Thursday, 23 February 2012

Selecting servomoters!

Servomotor Sizing and Application, a new book from the pen of Gary Kirkhof, brings together all the resources needed to analyse mechanisms for the purpose of selecting an appropriate servomotor. It is written for mechanical engineers engaged in the design of industrial machinery and is well suited to the control engineer because it illustrates practical servomotor applications. The book breaks the motor sizing process into its elementary topics and covers each in depth. It then brings it all back together with detailed examples.

Topics include kinematics, duty cycles, inertia, friction, and mechanics. The analysis of linkages is also discussed using the crank-arm and a two axis parallel robot as examples.

The Author
Gary Kirckof, P.E. has spent the bulk of his thirty-year career working with automated equipment and assembly lines. Servomotor Sizing and Application is a direct result of that experience. He is both a registered mechanical and electrical engineer and works for Beckhoff Automation as an application engineer.

His career started by writing and debugging the programs that ran the equipment. He would talk to the mechanical engineers who designed the equipment to find out how it was supposed to work, the sensors
they had specified, and so forth. He would then write the code for the control system and then bring the machines to life. It became quite clear to him that after power was first applied to the machines, every mistake, omission, and problem that occurred during the concept, design, and assembly process became his problem. There were many problems because the equipment was large custom machines and assembly lines. He had no desire to deal with these problems and had every desire to make his life easier, so to eliminate as many potential problems as he could, he became involved with every step of the process.

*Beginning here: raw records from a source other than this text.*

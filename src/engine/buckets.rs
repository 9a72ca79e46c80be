//! Tiered bucket state for the resolver.
//!
//! The tier phases operate on poison and antidote atoms bucketed by tier;
//! everything else rides along in `others` in original encounter order.
//! `TierBuckets` is the resolver's working state, built once from the
//! classified atoms and drained when the final atom list is reassembled.

use crate::{EffectAtom, Tier, kinds};

#[derive(Debug, Default)]
pub(crate) struct TierBuckets {
    poison: [Vec<EffectAtom>; 4],
    antidote: [Vec<EffectAtom>; 4],
    /// Non-poison/antidote atoms, original encounter order.
    pub(crate) others: Vec<EffectAtom>,
}

fn slot(tier: Tier) -> usize {
    match tier {
        Tier::Weak => 0,
        Tier::Medium => 1,
        Tier::Strong => 2,
        Tier::Deadly => 3,
    }
}

impl TierBuckets {
    /// Split atoms into tier buckets. Poison/antidote atoms *without* a tier
    /// are treated as "other" — the tier phases have nothing to pair them
    /// against.
    pub(crate) fn from_atoms(atoms: Vec<EffectAtom>) -> Self {
        let mut buckets = TierBuckets::default();
        for atom in atoms {
            match (atom.kind.as_str(), atom.tier) {
                (kinds::POISON, Some(tier)) => buckets.poison[slot(tier)].push(atom),
                (kinds::ANTIDOTE, Some(tier)) => buckets.antidote[slot(tier)].push(atom),
                _ => buckets.others.push(atom),
            }
        }
        buckets
    }

    pub(crate) fn poison(&mut self, tier: Tier) -> &mut Vec<EffectAtom> {
        &mut self.poison[slot(tier)]
    }

    pub(crate) fn antidote(&mut self, tier: Tier) -> &mut Vec<EffectAtom> {
        &mut self.antidote[slot(tier)]
    }

    pub(crate) fn poison_len(&self, tier: Tier) -> usize {
        self.poison[slot(tier)].len()
    }

    pub(crate) fn antidote_len(&self, tier: Tier) -> usize {
        self.antidote[slot(tier)].len()
    }

    /// True if any non-deadly poison remains.
    pub(crate) fn has_lesser_poison(&self) -> bool {
        [Tier::Strong, Tier::Medium, Tier::Weak].iter().any(|&t| self.poison_len(t) > 0)
    }

    /// Reassemble the surviving atoms: others first (encounter order), then
    /// poisons strongest-first, then antidotes strongest-first.
    pub(crate) fn into_final_atoms(mut self) -> Vec<EffectAtom> {
        let mut out = std::mem::take(&mut self.others);
        for tier in Tier::DESCENDING {
            out.append(&mut self.poison[slot(tier)]);
        }
        for tier in Tier::DESCENDING {
            out.append(&mut self.antidote[slot(tier)]);
        }
        out
    }
}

One of the problems he often encountered early in his career was undersized servomotors. Servomotors were relatively new to industrial machinery and not many people were familiar enough with them to properly select them. He was discouraged at the lack of available information so he started to compile every piece of information he could find. This book is the result of his research efforts and his experience working with servomotors, and he wishes for it to fill the still-existing information void and to be a useful resource.